Data for review
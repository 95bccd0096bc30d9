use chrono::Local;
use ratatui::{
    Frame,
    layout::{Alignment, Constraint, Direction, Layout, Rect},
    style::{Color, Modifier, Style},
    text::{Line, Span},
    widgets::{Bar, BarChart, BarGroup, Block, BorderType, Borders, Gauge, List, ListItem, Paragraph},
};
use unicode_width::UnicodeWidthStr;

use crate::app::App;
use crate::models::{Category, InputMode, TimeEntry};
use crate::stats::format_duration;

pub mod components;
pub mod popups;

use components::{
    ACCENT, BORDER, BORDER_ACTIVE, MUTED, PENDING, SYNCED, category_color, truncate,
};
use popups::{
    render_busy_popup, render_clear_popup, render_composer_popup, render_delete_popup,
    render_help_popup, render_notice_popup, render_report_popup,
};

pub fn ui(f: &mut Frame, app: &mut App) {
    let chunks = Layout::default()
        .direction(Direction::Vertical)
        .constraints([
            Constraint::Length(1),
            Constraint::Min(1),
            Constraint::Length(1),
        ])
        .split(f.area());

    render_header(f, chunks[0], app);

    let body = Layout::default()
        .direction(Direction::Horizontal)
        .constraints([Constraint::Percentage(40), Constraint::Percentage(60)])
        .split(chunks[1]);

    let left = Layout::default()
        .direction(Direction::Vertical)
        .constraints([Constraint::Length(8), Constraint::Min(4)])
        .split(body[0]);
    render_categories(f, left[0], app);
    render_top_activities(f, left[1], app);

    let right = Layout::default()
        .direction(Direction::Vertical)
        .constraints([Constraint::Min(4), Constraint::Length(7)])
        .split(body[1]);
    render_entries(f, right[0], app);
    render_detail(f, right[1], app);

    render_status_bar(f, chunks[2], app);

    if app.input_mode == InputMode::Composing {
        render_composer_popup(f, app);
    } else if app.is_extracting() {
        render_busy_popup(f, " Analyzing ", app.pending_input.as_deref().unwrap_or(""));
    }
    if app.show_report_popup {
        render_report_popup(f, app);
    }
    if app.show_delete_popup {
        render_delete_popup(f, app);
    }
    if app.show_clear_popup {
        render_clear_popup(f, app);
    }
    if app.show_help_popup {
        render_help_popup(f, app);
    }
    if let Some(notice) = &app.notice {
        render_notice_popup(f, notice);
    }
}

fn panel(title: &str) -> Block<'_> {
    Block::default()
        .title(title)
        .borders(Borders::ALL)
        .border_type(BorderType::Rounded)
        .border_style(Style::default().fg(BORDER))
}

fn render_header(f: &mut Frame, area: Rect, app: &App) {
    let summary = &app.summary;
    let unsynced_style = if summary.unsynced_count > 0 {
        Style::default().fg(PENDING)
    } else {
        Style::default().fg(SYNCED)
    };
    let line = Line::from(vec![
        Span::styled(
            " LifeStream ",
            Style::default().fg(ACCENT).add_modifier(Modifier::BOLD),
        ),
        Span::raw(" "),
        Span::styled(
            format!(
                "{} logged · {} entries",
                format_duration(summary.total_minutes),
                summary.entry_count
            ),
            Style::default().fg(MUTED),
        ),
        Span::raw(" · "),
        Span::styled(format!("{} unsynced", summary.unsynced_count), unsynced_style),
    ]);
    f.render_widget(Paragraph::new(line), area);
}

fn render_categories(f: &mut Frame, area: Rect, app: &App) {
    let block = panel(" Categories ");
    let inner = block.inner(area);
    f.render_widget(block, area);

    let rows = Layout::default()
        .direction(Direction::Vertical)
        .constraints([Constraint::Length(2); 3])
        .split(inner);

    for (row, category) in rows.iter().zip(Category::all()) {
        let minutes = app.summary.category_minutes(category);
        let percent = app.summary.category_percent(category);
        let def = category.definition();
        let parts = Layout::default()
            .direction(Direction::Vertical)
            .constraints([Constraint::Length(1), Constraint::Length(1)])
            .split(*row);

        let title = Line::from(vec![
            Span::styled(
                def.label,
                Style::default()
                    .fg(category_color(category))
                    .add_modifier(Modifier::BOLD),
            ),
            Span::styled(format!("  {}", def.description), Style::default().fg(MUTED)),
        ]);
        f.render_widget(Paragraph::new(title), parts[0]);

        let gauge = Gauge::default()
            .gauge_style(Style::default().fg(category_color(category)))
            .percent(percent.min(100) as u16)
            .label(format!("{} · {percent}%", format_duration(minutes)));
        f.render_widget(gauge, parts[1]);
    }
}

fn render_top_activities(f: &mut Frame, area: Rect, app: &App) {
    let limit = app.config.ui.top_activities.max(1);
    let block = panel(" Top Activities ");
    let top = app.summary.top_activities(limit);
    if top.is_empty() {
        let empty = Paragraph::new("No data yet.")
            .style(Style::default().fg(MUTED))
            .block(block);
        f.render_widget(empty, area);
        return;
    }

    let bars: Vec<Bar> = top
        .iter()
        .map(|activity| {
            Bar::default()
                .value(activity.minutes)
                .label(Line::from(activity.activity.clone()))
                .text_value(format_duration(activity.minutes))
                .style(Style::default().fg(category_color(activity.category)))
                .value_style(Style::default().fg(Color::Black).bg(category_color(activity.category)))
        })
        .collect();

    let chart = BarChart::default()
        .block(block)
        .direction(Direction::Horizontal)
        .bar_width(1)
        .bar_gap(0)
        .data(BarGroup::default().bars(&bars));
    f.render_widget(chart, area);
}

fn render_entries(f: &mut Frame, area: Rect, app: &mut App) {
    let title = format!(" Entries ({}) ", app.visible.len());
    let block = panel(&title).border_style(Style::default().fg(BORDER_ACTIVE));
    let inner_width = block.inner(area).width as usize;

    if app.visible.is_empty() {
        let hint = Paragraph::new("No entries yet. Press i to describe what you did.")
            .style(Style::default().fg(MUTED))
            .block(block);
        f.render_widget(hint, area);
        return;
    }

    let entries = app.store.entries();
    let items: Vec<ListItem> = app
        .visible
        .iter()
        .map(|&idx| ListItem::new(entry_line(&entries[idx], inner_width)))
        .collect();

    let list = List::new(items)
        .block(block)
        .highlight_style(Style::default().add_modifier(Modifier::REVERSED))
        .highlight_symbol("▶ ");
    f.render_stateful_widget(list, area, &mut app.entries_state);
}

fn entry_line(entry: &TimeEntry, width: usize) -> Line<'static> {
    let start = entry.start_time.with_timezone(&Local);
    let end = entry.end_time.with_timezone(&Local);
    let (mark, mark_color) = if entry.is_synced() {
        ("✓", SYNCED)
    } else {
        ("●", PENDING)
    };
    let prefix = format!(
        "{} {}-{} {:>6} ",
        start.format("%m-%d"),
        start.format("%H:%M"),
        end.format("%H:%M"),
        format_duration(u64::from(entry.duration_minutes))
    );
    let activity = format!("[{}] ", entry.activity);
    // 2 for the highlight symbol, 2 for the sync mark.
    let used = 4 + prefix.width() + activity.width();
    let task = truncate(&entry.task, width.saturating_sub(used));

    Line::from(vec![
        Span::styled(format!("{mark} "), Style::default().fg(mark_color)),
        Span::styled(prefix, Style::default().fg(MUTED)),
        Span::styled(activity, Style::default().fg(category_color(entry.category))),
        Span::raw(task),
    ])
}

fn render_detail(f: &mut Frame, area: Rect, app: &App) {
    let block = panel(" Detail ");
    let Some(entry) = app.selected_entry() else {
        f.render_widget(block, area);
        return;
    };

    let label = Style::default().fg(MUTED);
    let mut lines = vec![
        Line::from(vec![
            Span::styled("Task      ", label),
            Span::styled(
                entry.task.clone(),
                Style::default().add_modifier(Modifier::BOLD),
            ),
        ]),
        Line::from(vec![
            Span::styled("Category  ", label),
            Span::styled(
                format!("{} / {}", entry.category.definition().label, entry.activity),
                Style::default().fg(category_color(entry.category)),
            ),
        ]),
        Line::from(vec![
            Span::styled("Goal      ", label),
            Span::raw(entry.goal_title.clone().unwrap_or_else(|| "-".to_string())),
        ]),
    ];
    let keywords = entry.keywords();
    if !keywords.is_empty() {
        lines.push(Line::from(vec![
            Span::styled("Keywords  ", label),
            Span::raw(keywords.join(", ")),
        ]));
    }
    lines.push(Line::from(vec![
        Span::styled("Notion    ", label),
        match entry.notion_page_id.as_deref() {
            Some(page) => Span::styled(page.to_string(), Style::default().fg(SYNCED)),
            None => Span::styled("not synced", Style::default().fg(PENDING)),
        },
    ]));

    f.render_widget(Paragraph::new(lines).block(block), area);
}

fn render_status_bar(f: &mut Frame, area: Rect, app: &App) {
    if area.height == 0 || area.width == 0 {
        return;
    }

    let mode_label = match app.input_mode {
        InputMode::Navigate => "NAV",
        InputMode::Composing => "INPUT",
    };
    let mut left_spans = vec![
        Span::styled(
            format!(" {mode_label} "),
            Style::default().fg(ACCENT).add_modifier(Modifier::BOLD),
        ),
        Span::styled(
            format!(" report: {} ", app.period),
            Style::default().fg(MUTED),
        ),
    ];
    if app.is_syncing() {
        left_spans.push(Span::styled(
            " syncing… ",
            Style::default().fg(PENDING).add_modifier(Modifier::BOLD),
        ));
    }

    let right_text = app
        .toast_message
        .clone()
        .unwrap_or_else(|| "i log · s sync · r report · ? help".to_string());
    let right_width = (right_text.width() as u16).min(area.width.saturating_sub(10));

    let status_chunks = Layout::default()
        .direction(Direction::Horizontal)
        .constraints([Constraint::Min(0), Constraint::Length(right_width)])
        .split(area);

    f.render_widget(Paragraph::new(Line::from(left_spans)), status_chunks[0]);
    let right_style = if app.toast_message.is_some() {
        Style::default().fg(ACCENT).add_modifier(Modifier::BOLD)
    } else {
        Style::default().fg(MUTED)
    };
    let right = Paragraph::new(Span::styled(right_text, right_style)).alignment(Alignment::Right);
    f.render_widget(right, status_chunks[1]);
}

...

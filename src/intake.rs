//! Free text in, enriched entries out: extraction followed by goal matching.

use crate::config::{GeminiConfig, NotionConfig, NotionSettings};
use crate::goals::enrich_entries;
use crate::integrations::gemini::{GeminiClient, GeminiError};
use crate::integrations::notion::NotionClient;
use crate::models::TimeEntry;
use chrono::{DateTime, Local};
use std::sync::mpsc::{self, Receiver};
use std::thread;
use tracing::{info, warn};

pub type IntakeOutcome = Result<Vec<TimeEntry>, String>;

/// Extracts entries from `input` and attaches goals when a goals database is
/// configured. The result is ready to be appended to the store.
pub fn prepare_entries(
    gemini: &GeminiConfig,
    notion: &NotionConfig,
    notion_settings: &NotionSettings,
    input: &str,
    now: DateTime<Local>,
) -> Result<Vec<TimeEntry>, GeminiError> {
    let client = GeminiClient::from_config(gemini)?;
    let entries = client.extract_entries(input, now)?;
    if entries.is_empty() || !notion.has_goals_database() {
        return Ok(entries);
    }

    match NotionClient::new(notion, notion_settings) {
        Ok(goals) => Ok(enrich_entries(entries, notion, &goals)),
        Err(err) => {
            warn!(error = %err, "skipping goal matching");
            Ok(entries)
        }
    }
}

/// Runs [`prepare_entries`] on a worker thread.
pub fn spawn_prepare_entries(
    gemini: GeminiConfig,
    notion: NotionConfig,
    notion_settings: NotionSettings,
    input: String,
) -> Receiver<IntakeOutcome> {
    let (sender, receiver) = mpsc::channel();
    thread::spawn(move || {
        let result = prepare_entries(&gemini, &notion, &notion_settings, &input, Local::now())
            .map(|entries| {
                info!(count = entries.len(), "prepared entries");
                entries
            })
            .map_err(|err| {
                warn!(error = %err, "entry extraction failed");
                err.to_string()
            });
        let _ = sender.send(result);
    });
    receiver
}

* * *

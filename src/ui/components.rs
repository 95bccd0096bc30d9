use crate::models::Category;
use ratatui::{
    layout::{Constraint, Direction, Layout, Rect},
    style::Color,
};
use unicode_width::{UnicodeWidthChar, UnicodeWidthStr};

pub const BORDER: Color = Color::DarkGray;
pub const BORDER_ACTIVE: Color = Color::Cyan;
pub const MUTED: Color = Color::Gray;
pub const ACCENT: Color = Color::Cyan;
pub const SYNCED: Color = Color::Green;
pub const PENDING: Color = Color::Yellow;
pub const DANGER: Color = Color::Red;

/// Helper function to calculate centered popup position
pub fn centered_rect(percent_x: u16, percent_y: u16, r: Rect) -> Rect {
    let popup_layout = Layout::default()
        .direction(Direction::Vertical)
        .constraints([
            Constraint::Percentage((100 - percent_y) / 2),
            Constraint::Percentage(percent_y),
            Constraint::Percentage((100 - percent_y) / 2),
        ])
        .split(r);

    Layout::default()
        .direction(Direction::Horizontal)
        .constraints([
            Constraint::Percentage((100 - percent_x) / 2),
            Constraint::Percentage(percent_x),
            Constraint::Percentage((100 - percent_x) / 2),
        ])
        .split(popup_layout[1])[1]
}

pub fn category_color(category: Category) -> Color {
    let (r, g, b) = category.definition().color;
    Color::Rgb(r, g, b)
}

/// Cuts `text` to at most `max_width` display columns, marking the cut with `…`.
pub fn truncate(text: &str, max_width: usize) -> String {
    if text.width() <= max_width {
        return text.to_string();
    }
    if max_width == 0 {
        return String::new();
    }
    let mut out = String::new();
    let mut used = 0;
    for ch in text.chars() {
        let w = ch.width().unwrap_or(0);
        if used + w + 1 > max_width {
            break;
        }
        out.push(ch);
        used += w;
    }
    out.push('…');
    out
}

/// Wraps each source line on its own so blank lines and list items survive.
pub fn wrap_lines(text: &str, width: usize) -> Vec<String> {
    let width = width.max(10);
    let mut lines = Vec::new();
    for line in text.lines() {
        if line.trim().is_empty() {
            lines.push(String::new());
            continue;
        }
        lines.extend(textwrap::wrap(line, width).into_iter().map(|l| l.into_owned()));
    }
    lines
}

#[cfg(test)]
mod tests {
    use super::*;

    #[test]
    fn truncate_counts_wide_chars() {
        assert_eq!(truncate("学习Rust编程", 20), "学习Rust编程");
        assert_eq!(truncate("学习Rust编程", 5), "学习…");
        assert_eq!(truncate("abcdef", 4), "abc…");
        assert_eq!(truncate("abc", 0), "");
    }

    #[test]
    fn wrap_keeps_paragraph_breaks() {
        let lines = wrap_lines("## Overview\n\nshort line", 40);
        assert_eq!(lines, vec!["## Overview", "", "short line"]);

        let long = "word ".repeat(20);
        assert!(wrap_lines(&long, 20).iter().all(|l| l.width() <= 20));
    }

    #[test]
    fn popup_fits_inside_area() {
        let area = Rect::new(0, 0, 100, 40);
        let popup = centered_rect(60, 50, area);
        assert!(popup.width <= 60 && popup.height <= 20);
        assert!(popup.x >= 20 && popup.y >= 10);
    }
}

What to do
Filter the listing for the word "clone" and copy every line that holds it.

Answer for the task
                .label(Line::from(activity.activity.clone()))
                entry.task.clone(),
            Span::raw(entry.goal_title.clone().unwrap_or_else(|| "-".to_string())),
        .clone()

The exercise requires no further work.